#### TRY IT
In the records below, count every line that contains the word "UnexpectedFile" and report only the total.

#### RECORDED INFORMATION
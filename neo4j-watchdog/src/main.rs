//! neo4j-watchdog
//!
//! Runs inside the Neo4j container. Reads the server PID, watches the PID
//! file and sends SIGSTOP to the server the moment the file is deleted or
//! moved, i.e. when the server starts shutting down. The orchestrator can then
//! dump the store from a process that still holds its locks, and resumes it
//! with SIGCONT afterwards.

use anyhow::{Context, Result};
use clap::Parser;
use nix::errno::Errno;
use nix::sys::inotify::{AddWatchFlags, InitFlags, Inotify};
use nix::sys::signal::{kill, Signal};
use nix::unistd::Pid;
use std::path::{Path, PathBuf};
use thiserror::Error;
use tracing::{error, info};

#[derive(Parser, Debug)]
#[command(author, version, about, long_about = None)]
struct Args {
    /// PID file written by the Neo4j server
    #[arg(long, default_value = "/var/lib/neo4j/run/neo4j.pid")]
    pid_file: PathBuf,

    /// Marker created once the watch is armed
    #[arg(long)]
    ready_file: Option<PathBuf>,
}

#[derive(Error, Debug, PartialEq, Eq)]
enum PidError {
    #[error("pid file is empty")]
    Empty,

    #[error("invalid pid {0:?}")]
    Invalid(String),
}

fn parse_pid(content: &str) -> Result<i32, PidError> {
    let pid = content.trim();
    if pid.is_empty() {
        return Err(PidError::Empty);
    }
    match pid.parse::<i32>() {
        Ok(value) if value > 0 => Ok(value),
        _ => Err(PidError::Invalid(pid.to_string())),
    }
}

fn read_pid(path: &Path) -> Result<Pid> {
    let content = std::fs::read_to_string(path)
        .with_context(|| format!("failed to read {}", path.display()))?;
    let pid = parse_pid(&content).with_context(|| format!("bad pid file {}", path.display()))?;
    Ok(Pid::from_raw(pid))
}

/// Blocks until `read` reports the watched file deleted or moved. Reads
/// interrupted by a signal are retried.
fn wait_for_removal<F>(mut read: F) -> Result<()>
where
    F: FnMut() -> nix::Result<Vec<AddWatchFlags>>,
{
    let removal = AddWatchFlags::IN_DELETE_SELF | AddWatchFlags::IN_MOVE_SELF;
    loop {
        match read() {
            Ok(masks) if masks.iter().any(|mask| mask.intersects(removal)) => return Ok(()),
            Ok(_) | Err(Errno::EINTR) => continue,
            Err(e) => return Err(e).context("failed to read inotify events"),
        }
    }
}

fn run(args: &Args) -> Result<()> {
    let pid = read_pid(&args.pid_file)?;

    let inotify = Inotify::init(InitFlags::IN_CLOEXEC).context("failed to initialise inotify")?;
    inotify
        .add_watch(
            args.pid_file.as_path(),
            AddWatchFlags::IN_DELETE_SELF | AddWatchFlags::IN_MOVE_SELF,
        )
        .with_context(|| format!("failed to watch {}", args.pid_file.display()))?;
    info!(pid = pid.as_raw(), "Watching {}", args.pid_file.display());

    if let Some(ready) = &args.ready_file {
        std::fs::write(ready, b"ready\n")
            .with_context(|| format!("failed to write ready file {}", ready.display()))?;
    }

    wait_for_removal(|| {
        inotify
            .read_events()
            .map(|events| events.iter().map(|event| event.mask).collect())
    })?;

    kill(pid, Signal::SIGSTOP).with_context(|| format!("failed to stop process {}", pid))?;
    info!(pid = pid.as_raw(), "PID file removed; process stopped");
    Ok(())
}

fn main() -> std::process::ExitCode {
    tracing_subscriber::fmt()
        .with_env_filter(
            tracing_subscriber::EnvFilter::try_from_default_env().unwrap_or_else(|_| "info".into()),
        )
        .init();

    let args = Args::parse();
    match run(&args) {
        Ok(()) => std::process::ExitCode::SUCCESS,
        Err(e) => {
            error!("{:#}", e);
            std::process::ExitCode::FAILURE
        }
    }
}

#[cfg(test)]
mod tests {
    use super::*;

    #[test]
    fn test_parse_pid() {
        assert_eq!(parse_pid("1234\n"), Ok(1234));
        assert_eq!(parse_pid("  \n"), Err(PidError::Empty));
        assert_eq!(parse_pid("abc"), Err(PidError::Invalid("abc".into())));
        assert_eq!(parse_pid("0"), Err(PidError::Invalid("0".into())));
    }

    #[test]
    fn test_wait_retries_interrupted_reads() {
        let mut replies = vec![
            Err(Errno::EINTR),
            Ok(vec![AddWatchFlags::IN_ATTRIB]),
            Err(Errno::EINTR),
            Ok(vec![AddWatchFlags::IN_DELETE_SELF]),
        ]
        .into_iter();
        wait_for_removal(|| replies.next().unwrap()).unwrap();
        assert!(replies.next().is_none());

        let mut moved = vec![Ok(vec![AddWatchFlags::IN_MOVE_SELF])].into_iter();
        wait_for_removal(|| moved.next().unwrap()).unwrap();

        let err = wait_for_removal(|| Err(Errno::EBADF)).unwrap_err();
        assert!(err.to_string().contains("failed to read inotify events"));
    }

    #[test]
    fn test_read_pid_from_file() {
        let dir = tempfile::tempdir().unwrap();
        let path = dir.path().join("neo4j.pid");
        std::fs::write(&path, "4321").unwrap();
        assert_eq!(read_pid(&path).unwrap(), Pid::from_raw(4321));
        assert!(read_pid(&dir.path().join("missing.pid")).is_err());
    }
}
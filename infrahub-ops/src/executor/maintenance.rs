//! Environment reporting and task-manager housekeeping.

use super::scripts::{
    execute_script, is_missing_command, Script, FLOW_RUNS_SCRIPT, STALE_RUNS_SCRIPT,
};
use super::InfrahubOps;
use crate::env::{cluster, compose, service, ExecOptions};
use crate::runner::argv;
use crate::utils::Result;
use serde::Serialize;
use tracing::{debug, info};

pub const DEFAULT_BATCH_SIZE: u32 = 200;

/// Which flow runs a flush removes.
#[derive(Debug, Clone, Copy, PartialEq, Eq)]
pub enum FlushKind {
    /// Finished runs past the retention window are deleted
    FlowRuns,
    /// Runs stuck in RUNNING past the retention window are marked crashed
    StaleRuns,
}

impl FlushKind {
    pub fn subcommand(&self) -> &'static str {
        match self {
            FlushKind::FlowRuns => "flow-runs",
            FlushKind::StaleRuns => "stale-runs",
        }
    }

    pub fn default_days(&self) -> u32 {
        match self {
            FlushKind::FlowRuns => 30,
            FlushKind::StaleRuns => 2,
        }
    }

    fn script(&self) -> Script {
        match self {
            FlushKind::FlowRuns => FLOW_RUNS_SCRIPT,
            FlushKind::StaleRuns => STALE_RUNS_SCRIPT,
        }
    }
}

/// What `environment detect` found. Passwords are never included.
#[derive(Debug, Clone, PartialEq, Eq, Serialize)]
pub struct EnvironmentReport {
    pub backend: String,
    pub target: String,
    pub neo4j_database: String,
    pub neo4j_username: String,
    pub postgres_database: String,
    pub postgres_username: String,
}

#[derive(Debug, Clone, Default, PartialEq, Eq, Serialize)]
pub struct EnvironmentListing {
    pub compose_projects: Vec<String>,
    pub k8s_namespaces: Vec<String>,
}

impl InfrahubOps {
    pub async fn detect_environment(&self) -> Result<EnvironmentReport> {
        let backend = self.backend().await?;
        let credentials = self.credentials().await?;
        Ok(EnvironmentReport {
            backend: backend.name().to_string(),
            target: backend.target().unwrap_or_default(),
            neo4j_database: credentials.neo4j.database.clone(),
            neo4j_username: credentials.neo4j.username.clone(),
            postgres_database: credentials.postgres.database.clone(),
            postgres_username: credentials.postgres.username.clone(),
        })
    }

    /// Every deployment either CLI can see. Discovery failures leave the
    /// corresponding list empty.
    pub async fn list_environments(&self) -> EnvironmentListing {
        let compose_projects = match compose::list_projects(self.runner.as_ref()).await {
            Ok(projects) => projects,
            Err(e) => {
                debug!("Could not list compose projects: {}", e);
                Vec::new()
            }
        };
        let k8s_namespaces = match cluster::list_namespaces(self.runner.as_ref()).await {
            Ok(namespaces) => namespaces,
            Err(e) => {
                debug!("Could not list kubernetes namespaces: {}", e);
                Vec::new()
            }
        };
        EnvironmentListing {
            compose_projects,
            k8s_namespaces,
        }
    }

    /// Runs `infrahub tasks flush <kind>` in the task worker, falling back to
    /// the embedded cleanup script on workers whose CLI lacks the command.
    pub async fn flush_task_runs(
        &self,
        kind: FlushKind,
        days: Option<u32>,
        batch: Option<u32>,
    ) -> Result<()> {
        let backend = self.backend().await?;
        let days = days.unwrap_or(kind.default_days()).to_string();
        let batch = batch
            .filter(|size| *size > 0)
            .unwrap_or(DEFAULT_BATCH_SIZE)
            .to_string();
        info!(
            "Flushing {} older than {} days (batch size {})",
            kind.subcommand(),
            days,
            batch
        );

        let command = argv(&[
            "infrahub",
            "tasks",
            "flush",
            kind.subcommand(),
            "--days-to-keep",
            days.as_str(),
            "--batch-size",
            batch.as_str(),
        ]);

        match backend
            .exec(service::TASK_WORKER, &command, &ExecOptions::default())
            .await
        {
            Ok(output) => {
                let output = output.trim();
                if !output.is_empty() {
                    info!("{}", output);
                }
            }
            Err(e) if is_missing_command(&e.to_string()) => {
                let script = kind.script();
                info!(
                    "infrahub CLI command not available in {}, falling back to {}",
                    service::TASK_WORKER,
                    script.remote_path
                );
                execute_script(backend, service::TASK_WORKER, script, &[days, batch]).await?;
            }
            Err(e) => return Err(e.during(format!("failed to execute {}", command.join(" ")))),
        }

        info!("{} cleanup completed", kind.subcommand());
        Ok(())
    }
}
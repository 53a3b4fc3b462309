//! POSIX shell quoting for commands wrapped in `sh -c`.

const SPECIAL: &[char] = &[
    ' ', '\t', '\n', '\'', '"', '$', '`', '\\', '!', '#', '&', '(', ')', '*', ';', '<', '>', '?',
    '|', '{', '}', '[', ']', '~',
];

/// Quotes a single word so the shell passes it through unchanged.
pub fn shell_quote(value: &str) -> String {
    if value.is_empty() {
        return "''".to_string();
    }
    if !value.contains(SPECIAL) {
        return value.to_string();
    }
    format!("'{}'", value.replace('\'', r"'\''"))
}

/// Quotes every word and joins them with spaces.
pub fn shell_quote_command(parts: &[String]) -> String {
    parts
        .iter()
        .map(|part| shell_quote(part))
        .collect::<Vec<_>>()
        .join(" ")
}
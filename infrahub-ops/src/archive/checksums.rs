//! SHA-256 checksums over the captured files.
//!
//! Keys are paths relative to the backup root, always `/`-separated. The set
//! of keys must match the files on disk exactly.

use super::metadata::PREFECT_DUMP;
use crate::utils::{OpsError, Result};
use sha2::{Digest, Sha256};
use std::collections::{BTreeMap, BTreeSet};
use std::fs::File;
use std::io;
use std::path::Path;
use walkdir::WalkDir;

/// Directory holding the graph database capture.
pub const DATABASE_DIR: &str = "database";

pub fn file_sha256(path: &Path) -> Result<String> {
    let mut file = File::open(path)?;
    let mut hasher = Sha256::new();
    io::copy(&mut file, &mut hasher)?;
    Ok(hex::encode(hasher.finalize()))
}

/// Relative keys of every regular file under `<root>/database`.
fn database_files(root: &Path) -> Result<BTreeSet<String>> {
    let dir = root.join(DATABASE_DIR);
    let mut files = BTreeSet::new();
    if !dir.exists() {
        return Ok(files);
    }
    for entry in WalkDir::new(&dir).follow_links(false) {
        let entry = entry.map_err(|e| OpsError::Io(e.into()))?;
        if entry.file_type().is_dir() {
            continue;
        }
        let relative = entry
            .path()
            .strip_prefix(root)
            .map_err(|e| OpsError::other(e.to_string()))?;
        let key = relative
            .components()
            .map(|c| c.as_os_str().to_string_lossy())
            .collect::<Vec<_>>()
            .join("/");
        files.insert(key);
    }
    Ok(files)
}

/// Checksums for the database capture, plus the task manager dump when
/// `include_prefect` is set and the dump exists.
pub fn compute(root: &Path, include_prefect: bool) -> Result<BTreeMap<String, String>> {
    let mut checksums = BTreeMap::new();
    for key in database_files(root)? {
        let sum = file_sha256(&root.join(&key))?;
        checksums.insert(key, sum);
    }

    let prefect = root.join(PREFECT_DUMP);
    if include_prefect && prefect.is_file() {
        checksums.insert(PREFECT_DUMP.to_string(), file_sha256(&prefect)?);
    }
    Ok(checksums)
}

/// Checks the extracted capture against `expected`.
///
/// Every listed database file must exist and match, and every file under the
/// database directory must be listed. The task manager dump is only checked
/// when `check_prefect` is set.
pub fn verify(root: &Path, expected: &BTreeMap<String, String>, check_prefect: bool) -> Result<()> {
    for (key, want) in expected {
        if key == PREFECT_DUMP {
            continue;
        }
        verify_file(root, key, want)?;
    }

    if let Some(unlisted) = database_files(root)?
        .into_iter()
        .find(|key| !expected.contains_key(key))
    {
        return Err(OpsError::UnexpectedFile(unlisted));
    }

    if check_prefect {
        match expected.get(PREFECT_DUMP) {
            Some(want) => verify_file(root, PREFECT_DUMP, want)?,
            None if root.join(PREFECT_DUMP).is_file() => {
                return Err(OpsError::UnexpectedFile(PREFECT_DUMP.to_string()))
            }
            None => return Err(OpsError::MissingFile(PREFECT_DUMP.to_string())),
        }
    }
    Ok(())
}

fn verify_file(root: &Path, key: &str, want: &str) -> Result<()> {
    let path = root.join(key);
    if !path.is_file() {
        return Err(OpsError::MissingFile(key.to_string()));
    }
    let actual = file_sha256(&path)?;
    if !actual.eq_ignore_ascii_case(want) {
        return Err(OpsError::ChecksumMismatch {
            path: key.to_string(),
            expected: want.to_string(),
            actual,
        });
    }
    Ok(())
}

#### EXPECTED ANSWER
2